_Work to be completed_
Your answer should consist of every line in the records that holds "stored".
━━━━
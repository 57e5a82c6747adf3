//! Defines the endpoint for replacing the fields of an expense.
use axum::{
    Json,
    extract::{Path, State, rejection::JsonRejection},
};

use crate::{
    AppState, Error,
    expense::{Expense, ExpenseFields, ExpenseForm, ExpenseId},
    stores::Store,
};

/// A route handler for updating an expense, responds with the updated expense.
///
/// The ID and creation time of the expense never change.
///
/// # Errors
/// Responds with 404 Not Found if there is no expense with the ID `expense_id`.
pub async fn update_expense_endpoint<S: Store>(
    State(state): State<AppState<S>>,
    Path(expense_id): Path<ExpenseId>,
    body: Result<Json<ExpenseForm>, JsonRejection>,
) -> Result<Json<Expense>, Error> {
    let Json(form) = body?;
    let fields = ExpenseFields::try_from(form)?;

    let expense = state.store.update_expense(&expense_id, fields)?;
    tracing::info!("Updated expense {expense_id}");

    Ok(Json(expense))
}
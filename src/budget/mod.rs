//! Per-category spending limits.

mod endpoints;
mod model;

pub use endpoints::{delete_budget_endpoint, list_budgets_endpoint, set_budget_endpoint};
pub use model::{
    BudgetForm, Budgets, create_budget_table, delete_budget, list_budgets, set_budget,
};
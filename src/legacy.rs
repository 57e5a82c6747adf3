//! Import of the flat-file layout used by earlier versions of the app.
//!
//! The flat-file layout is two JSON files: an array of expenses, newest
//! first, and an object mapping each category to its budget. Expenses
//! exported from the document store are also accepted. These have an `_id`,
//! may use `title` instead of `description` and may wrap values in extended
//! JSON such as `{"$date": ...}` or `{"$numberDouble": ...}`.

use std::{fs, path::Path};

use serde::Deserialize;
use serde_json::{Map, Value};
use time::{OffsetDateTime, format_description::well_known::Rfc3339};

use crate::{
    Error,
    amount::{RawAmount, coerce_amount},
    budget::Budgets,
    expense::{Expense, ExpenseId},
    stores::Store,
};

/// Extended JSON wrappers whose inner value is used as is.
const EXTENDED_JSON_WRAPPERS: [&str; 5] = [
    "$oid",
    "$numberDouble",
    "$numberInt",
    "$numberLong",
    "$numberDecimal",
];

/// An expense as written by the flat-file or document store backends.
#[derive(Debug, Clone, Deserialize)]
pub struct LegacyExpense {
    /// A string or number ID.
    #[serde(default, alias = "_id")]
    pub id: Value,
    /// When the expense happened.
    #[serde(default)]
    pub date: String,
    /// The category of the expense.
    #[serde(default)]
    pub category: String,
    /// A text description of the expense.
    #[serde(default, alias = "title")]
    pub description: String,
    /// The amount, `null` if the old backend stored NaN.
    #[serde(default)]
    pub amount: Option<RawAmount>,
    /// When the document was created, only present for the document store.
    #[serde(default, alias = "createdAt")]
    pub created_at: Option<String>,
}

impl LegacyExpense {
    /// Read one record of the legacy expense array, unwrapping extended JSON.
    ///
    /// # Errors
    /// Returns a [serde_json::Error] if a field has a type no backend wrote,
    /// e.g. a `date` that is an array.
    pub fn from_value(record: Value) -> Result<Self, serde_json::Error> {
        serde_json::from_value(unwrap_extended_json(record))
    }
}

/// How many records a legacy import read and stored.
#[derive(Debug, Clone, Copy, PartialEq, Eq)]
pub struct ImportSummary {
    /// The number of records in the legacy expense file.
    pub expenses_read: usize,
    /// The number of expenses inserted, invalid records and expenses with
    /// existing IDs are skipped.
    pub expenses_imported: usize,
    /// The number of budgets written.
    pub budgets_imported: usize,
}

/// Parse the JSON array of legacy expense records.
///
/// The records are checked one at a time by [convert_legacy_expenses].
///
/// # Errors
/// Returns an [Error::InvalidLegacyFile] if `text` is not a JSON array.
pub fn parse_legacy_records(text: &str) -> Result<Vec<Value>, Error> {
    serde_json::from_str(text).map_err(|error| Error::InvalidLegacyFile(error.to_string()))
}

/// Parse the JSON object of legacy budgets.
///
/// Budgets whose amount is not a finite number are skipped.
///
/// # Errors
/// Returns an [Error::InvalidLegacyFile] if `text` is not a JSON object.
pub fn parse_legacy_budgets(text: &str) -> Result<Budgets, Error> {
    let raw_budgets = serde_json::from_str::<Map<String, Value>>(text)
        .map_err(|error| Error::InvalidLegacyFile(error.to_string()))?;

    let mut budgets = Budgets::new();

    for (category, amount) in raw_budgets {
        let raw_amount: Option<RawAmount> =
            serde_json::from_value(unwrap_extended_json(amount)).unwrap_or(None);

        match coerce_amount(raw_amount.as_ref()) {
            Ok(amount) => {
                budgets.insert(category, amount);
            }
            Err(error) => tracing::warn!("Skipping budget for {category}: {error}"),
        }
    }

    Ok(budgets)
}

/// Convert legacy expense records into expenses ready for [Store::import_expenses].
///
/// The result is ordered oldest first: the input is assumed to be newest
/// first, as the flat-file backend prepended new expenses. Records that do
/// not have the shape of an expense are skipped, as are records without an
/// ID or with an amount that is not a finite number.
///
/// The creation time is taken from `created_at` if present, then from IDs
/// that are millisecond timestamps, and otherwise falls back to `imported_at`.
pub fn convert_legacy_expenses(records: Vec<Value>, imported_at: OffsetDateTime) -> Vec<Expense> {
    records
        .into_iter()
        .rev()
        .filter_map(|record| {
            let record = match LegacyExpense::from_value(record) {
                Ok(record) => record,
                Err(error) => {
                    tracing::warn!("Skipping malformed expense record: {error}");
                    return None;
                }
            };

            let Some(id) = legacy_id(&record.id) else {
                tracing::warn!("Skipping expense without an ID: {record:?}");
                return None;
            };

            let amount = match coerce_amount(record.amount.as_ref()) {
                Ok(amount) => amount,
                Err(error) => {
                    tracing::warn!("Skipping expense {id}: {error}");
                    return None;
                }
            };

            let created_at = record
                .created_at
                .as_deref()
                .and_then(|text| OffsetDateTime::parse(text, &Rfc3339).ok())
                .or_else(|| timestamp_from_id(&id))
                .unwrap_or(imported_at);

            Some(Expense {
                id: ExpenseId::new(id),
                date: record.date,
                category: record.category,
                description: record.description,
                amount,
                created_at,
            })
        })
        .collect()
}

/// Read the legacy files and store their contents in `store`.
///
/// # Errors
/// Returns an [Error::InvalidLegacyFile] if a file cannot be read or is not
/// the expected kind of JSON value, or an [Error::StorageUnavailable] if the
/// store cannot be written.
pub fn import_legacy_files<S: Store>(
    store: &S,
    expenses_path: &Path,
    budgets_path: Option<&Path>,
) -> Result<ImportSummary, Error> {
    let records = parse_legacy_records(&read_file(expenses_path)?)?;
    let expenses_read = records.len();
    let expenses = convert_legacy_expenses(records, OffsetDateTime::now_utc());
    let expenses_imported = store.import_expenses(&expenses)?;

    let mut budgets_imported = 0;
    if let Some(budgets_path) = budgets_path {
        for (category, amount) in parse_legacy_budgets(&read_file(budgets_path)?)? {
            store.set_budget(&category, amount)?;
            budgets_imported += 1;
        }
    }

    Ok(ImportSummary {
        expenses_read,
        expenses_imported,
        budgets_imported,
    })
}

fn read_file(path: &Path) -> Result<String, Error> {
    fs::read_to_string(path)
        .map_err(|error| Error::InvalidLegacyFile(format!("{}: {error}", path.display())))
}

/// Replace extended JSON wrappers with plain JSON values.
///
/// Numbers wrapped as `{"$numberDouble": "12.5"}` become strings, which the
/// amount coercion accepts. Dates become RFC 3339 strings.
fn unwrap_extended_json(value: Value) -> Value {
    match value {
        Value::Array(items) => Value::Array(items.into_iter().map(unwrap_extended_json).collect()),
        Value::Object(object) => {
            let mut object: Map<String, Value> = object
                .into_iter()
                .map(|(key, value)| (key, unwrap_extended_json(value)))
                .collect();

            if object.len() == 1 {
                if let Some(inner) = EXTENDED_JSON_WRAPPERS
                    .iter()
                    .find_map(|wrapper| object.remove(*wrapper))
                {
                    return inner;
                }

                if let Some(date) = object.remove("$date") {
                    return unwrap_date(date);
                }
            }

            Value::Object(object)
        }
        value => value,
    }
}

/// A `$date` is either an ISO 8601 string or milliseconds since the Unix epoch.
fn unwrap_date(date: Value) -> Value {
    let millis = match &date {
        Value::Number(number) => number.as_i64(),
        Value::String(text) => text.parse::<i64>().ok(),
        _ => None,
    };

    millis
        .and_then(|millis| {
            OffsetDateTime::from_unix_timestamp_nanos(i128::from(millis) * 1_000_000).ok()
        })
        .and_then(|date_time| date_time.format(&Rfc3339).ok())
        .map(Value::String)
        .unwrap_or(date)
}

fn legacy_id(value: &Value) -> Option<String> {
    match value {
        Value::String(id) if !id.is_empty() => Some(id.clone()),
        Value::Number(id) => Some(id.to_string()),
        _ => None,
    }
}

fn timestamp_from_id(id: &str) -> Option<OffsetDateTime> {
    let millis: i128 = id.parse().ok()?;

    OffsetDateTime::from_unix_timestamp_nanos(millis * 1_000_000).ok()
}
use analyzer_common::normalize;
use anyhow::Context;
use clap::Parser;
use indicatif::{ProgressBar, ProgressStyle};
use multimodal_analyzer::{analyzer, cli, config, controller, input, render};
use analyzer::HttpAnalysisService;
use cli::{Cli, Commands};
use config::Config;
use controller::{RequestController, RequestPhase};
use render::{JsonRenderer, Renderer, TextRenderer};
use std::time::Duration;
use tracing_subscriber::EnvFilter;

fn init_tracing(verbose: bool) {
    let default_level = if verbose { "debug" } else { "warn" };
    tracing_subscriber::fmt()
        .with_env_filter(
            EnvFilter::try_from_default_env().unwrap_or_else(|_| EnvFilter::new(default_level)),
        )
        .with_writer(std::io::stderr)
        .init();
}

fn renderer_for(json: bool) -> Box<dyn Renderer> {
    if json {
        Box::new(JsonRenderer::new(std::io::stdout()))
    } else {
        Box::new(TextRenderer::new(std::io::stdout()))
    }
}

fn spinner() -> ProgressBar {
    let pb = ProgressBar::new_spinner();
    if let Ok(style) = ProgressStyle::with_template("{spinner} {msg}") {
        pb.set_style(style);
    }
    pb.set_message("Analyzing...");
    pb.enable_steady_tick(Duration::from_millis(100));
    pb
}

fn effective_config(server: Option<String>) -> anyhow::Result<Config> {
    Config::effective(server).context("設定の読み込みに失敗")
}

#[tokio::main]
async fn main() -> anyhow::Result<()> {
    let cli = Cli::parse();
    init_tracing(cli.verbose);

    match cli.command {
        Commands::Analyze { text, file, json, raw } => {
            let config = effective_config(cli.server)?;
            let input = input::build_input(text, file.as_deref())?;
            let service = HttpAnalysisService::new(&config)?;
            eprintln!("🔎 送信先: {}", service.analyze_url());

            let controller = RequestController::new(service);
            let pb = spinner();
            let outcome = controller.submit(&input).await;
            pb.finish_and_clear();

            if let Err(e) = outcome {
                if e.is_validation() {
                    eprintln!("{}", e);
                    std::process::exit(2);
                }
                return Err(e.into());
            }

            let snapshot = controller.snapshot();
            let raw_response = if raw { controller.raw_response() } else { None };
            if json {
                let mut renderer = JsonRenderer::new(std::io::stdout()).with_raw(raw_response);
                render::present(&mut renderer, &snapshot)?;
            } else {
                let mut renderer = TextRenderer::new(std::io::stdout());
                render::present(&mut renderer, &snapshot)?;
                if let Some(raw_response) = raw_response {
                    println!("{}", serde_json::to_string_pretty(&raw_response)?);
                }
            }

            if snapshot.phase == RequestPhase::Failed {
                std::process::exit(1);
            }
            eprintln!("✔ 解析完了");
        }

        Commands::Normalize { input, json } => {
            let raw_response = input::read_raw_response(&input)
                .with_context(|| format!("読み込みに失敗: {}", input.display()))?;
            let result = normalize(&raw_response);

            let mut renderer = renderer_for(json);
            renderer.render_result(&result)?;
        }

        Commands::Health => {
            let config = effective_config(cli.server)?;
            let service = HttpAnalysisService::new(&config)?;
            let message = service.health().await?;
            println!("✔ {}", message);
        }

        Commands::Config { set_server, show } => {
            let mut config = Config::load().context("設定ファイルの読み込みに失敗")?;

            if let Some(url) = set_server {
                config.set_server_url(url)?;
                config.save()?;
                println!("✔ サーバーURLを設定しました");
            }

            if show {
                let effective = config.clone().with_env_override();
                println!("設定:");
                println!("  パス: {}", Config::config_path()?.display());
                println!("  サーバーURL: {}", config.server_url);
                if effective.server_url != config.server_url {
                    println!("  ({} により上書き: {})", config::SERVER_URL_ENV, effective.server_url);
                }
            }
        }
    }

    Ok(())
}
//! レスポンス正規化モジュール
//!
//! 解析サービスのレスポンスは同じフィールドが
//! 文字列 / オブジェクト / 候補リスト のいずれの形でも届きうる。
//! 各フィールドを `FieldShape` に分類し、優先順位付きの候補列から
//! 最初に見つかった値を採用する。どの候補もなければ既定値を使う。
//!
//! ## 優先順位
//! - 感情: `text_sentiment[0].label`（小文字化）
//! - トピック: 文字列そのもの → `primary` → `categories[0].name`
//! - 画像カテゴリ: `scene_classification` → `image_classification[0].label`
//! - 有害度: 数値のみ採用し 0.0〜1.0 に丸める

use crate::types::{
    NormalizedResult, RawResponse, DEFAULT_AUTOMATED_RESPONSE, DEFAULT_SENTIMENT_LABEL,
    DEFAULT_TOPIC,
};
use serde_json::{Map, Value};

const TEXT_SENTIMENT: &str = "text_sentiment";
const TEXT_SUMMARY: &str = "text_summary";
const TOPIC_CLASSIFICATION: &str = "topic_classification";
const OCR_TEXT: &str = "ocr_text";
const TEXT_TOXICITY_SCORE: &str = "text_toxicity_score";
const IMAGE_TOXICITY_SCORE: &str = "image_toxicity_score";
const SCENE_CLASSIFICATION: &str = "scene_classification";
const IMAGE_CLASSIFICATION: &str = "image_classification";
const AUTOMATED_RESPONSE: &str = "automated_response";

/// レスポンス内の値の形
#[derive(Debug, Clone, Copy, PartialEq)]
pub enum FieldShape<'a> {
    Absent,
    Text(&'a str),
    Number(f64),
    Object(&'a Map<String, Value>),
    List(&'a [Value]),
    /// bool など、どのルールでも使わない形
    Other,
}

impl<'a> FieldShape<'a> {
    pub fn of(value: Option<&'a Value>) -> Self {
        match value {
            None | Some(Value::Null) => FieldShape::Absent,
            Some(Value::String(s)) => FieldShape::Text(s),
            Some(Value::Number(n)) => n.as_f64().map_or(FieldShape::Other, FieldShape::Number),
            Some(Value::Object(map)) => FieldShape::Object(map),
            Some(Value::Array(items)) => FieldShape::List(items),
            Some(Value::Bool(_)) => FieldShape::Other,
        }
    }

    /// 空でない文字列のみ返す
    pub fn text(self) -> Option<&'a str> {
        match self {
            FieldShape::Text(s) if !s.is_empty() => Some(s),
            _ => None,
        }
    }

    pub fn number(self) -> Option<f64> {
        match self {
            FieldShape::Number(n) => Some(n),
            _ => None,
        }
    }

    /// オブジェクトの属性
    pub fn attr(self, key: &str) -> FieldShape<'a> {
        match self {
            FieldShape::Object(map) => FieldShape::of(map.get(key)),
            _ => FieldShape::Absent,
        }
    }

    /// 候補リストの先頭要素
    pub fn first(self) -> FieldShape<'a> {
        match self {
            FieldShape::List(items) => FieldShape::of(items.first()),
            _ => FieldShape::Absent,
        }
    }

    /// 候補リストなら先頭要素、単独のオブジェクトならそれ自身
    pub fn first_or_self(self) -> FieldShape<'a> {
        match self {
            FieldShape::List(_) => self.first(),
            FieldShape::Object(_) => self,
            _ => FieldShape::Absent,
        }
    }
}

/// 候補を優先順に並べ、最初に存在するものを返す
fn first_present<'a, const N: usize>(candidates: [Option<&'a str>; N]) -> Option<&'a str> {
    candidates.into_iter().flatten().next()
}

fn field<'a>(raw: &'a RawResponse, name: &str) -> FieldShape<'a> {
    FieldShape::of(raw.get(name))
}

/// 0.0〜1.0 に収める（NaNは0）
fn clamp_unit(score: f64) -> f64 {
    if score.is_nan() {
        0.0
    } else {
        score.clamp(0.0, 1.0)
    }
}

pub fn resolve_sentiment(raw: &RawResponse) -> Option<String> {
    field(raw, TEXT_SENTIMENT)
        .first_or_self()
        .attr("label")
        .text()
        .map(str::to_lowercase)
}

pub fn resolve_topic(raw: &RawResponse) -> Option<String> {
    let topic = field(raw, TOPIC_CLASSIFICATION);
    first_present([
        topic.text(),
        topic.attr("primary").text(),
        topic.attr("categories").first().attr("name").text(),
    ])
    .map(str::to_string)
}

pub fn resolve_image_label(raw: &RawResponse) -> Option<String> {
    let classification = field(raw, IMAGE_CLASSIFICATION).first();
    first_present([
        field(raw, SCENE_CLASSIFICATION).text(),
        classification.attr("label").text(),
        classification.text(),
    ])
    .map(str::to_string)
}

pub fn resolve_score(raw: &RawResponse, name: &str) -> f64 {
    field(raw, name).number().map_or(0.0, clamp_unit)
}

fn resolve_text(raw: &RawResponse, name: &str) -> Option<String> {
    field(raw, name).text().map(str::to_string)
}

/// 生レスポンスを表示用の結果に正規化する
///
/// 失敗しない。存在しない・形の合わないフィールドはすべて既定値になり、
/// 未知のフィールドは無視される。
pub fn normalize(raw: &RawResponse) -> NormalizedResult {
    NormalizedResult {
        sentiment_label: resolve_sentiment(raw)
            .unwrap_or_else(|| DEFAULT_SENTIMENT_LABEL.to_string()),
        text_summary: resolve_text(raw, TEXT_SUMMARY).unwrap_or_default(),
        topic: resolve_topic(raw).unwrap_or_else(|| DEFAULT_TOPIC.to_string()),
        ocr_text: resolve_text(raw, OCR_TEXT).unwrap_or_default(),
        text_toxicity: resolve_score(raw, TEXT_TOXICITY_SCORE),
        image_toxicity: resolve_score(raw, IMAGE_TOXICITY_SCORE),
        image_label: resolve_image_label(raw),
        automated_response: resolve_text(raw, AUTOMATED_RESPONSE)
            .unwrap_or_else(|| DEFAULT_AUTOMATED_RESPONSE.to_string()),
    }
}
━━━━
_Written response_
    /// The amount, `null` if the old backend stored NaN.
/// How many records a legacy import read and stored.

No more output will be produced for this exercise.